**INSTRUCTIONS FOR THE TASK:**
Would you please return the lines of the material that contain the word "bool"?
Start of DATA EXTRACT
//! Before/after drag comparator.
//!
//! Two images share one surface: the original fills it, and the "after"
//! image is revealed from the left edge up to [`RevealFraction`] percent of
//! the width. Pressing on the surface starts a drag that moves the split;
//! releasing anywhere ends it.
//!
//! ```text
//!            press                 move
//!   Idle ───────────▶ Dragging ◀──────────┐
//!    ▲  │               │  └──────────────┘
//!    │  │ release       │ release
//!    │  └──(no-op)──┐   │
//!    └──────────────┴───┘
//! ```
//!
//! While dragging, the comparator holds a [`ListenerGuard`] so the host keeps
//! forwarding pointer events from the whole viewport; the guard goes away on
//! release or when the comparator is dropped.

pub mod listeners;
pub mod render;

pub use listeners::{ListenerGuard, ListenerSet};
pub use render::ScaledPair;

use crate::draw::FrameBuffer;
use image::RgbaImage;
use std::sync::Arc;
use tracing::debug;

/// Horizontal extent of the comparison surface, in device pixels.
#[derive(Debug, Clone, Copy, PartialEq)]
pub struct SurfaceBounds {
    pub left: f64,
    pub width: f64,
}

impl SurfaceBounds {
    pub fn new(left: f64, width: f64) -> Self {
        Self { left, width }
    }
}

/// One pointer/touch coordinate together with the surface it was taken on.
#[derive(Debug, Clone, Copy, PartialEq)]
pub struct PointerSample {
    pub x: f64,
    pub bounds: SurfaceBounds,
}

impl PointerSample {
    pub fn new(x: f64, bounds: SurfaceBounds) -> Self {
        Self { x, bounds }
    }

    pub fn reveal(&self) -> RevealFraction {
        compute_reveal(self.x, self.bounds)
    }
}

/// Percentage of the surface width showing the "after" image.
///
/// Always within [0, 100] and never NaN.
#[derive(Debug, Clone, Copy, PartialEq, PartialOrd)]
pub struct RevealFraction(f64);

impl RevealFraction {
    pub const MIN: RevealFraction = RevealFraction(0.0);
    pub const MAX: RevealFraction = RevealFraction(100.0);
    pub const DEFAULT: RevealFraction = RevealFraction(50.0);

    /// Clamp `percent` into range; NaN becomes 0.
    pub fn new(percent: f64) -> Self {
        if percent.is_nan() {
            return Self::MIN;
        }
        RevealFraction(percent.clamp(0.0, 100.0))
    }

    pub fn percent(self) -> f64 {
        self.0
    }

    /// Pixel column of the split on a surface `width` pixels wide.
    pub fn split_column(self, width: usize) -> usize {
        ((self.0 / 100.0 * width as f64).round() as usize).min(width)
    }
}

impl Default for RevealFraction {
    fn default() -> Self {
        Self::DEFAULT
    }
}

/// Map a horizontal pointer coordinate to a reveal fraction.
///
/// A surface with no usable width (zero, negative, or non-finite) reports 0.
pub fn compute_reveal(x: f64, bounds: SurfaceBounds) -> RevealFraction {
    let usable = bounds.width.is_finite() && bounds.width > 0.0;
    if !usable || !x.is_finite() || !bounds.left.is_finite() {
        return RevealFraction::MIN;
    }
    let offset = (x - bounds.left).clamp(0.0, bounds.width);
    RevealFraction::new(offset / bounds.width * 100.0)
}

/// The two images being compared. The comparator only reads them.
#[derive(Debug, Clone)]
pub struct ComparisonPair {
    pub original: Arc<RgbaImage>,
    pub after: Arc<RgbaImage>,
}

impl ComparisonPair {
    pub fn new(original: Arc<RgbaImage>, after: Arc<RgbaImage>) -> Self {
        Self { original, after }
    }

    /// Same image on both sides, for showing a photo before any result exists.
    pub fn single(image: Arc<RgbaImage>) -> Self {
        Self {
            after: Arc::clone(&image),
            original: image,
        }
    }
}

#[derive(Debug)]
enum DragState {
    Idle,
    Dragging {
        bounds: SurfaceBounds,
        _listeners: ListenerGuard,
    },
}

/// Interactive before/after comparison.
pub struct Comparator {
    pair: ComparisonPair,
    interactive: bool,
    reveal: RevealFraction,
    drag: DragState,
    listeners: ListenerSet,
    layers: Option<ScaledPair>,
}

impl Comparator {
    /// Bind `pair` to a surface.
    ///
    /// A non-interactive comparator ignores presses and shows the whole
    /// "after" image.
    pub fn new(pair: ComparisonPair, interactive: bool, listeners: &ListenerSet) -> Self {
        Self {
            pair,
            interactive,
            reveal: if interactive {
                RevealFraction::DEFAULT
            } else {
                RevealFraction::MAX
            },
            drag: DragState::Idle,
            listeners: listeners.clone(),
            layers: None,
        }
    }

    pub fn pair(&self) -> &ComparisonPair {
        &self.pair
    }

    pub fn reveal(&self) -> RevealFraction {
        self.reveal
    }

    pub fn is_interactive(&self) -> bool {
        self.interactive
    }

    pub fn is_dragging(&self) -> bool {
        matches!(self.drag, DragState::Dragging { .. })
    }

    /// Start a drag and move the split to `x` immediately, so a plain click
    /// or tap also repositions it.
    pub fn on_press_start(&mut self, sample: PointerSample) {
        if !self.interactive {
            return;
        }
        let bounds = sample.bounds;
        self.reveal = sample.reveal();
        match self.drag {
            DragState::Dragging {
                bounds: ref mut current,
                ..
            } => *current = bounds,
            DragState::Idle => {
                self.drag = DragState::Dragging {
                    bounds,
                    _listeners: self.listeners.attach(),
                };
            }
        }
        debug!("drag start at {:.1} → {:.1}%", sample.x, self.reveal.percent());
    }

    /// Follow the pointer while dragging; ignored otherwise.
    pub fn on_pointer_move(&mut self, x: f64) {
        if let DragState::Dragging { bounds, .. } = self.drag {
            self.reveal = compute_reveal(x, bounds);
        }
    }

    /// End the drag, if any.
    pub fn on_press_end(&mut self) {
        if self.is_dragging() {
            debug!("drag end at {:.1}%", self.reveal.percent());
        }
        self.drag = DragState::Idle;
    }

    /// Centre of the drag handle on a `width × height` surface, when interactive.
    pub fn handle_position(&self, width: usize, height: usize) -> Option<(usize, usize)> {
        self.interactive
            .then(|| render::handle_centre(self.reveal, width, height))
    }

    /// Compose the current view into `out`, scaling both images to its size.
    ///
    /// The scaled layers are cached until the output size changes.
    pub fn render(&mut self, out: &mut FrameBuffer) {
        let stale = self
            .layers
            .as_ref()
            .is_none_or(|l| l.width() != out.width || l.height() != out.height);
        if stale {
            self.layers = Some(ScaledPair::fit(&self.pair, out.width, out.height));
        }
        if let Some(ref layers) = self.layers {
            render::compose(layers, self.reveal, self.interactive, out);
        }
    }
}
End of DATA EXTRACT
**EXPECTED ANSWER:**
    interactive: bool,
    pub fn new(pair: ComparisonPair, interactive: bool, listeners: &ListenerSet) -> Self {
    pub fn is_interactive(&self) -> bool {
    pub fn is_dragging(&self) -> bool {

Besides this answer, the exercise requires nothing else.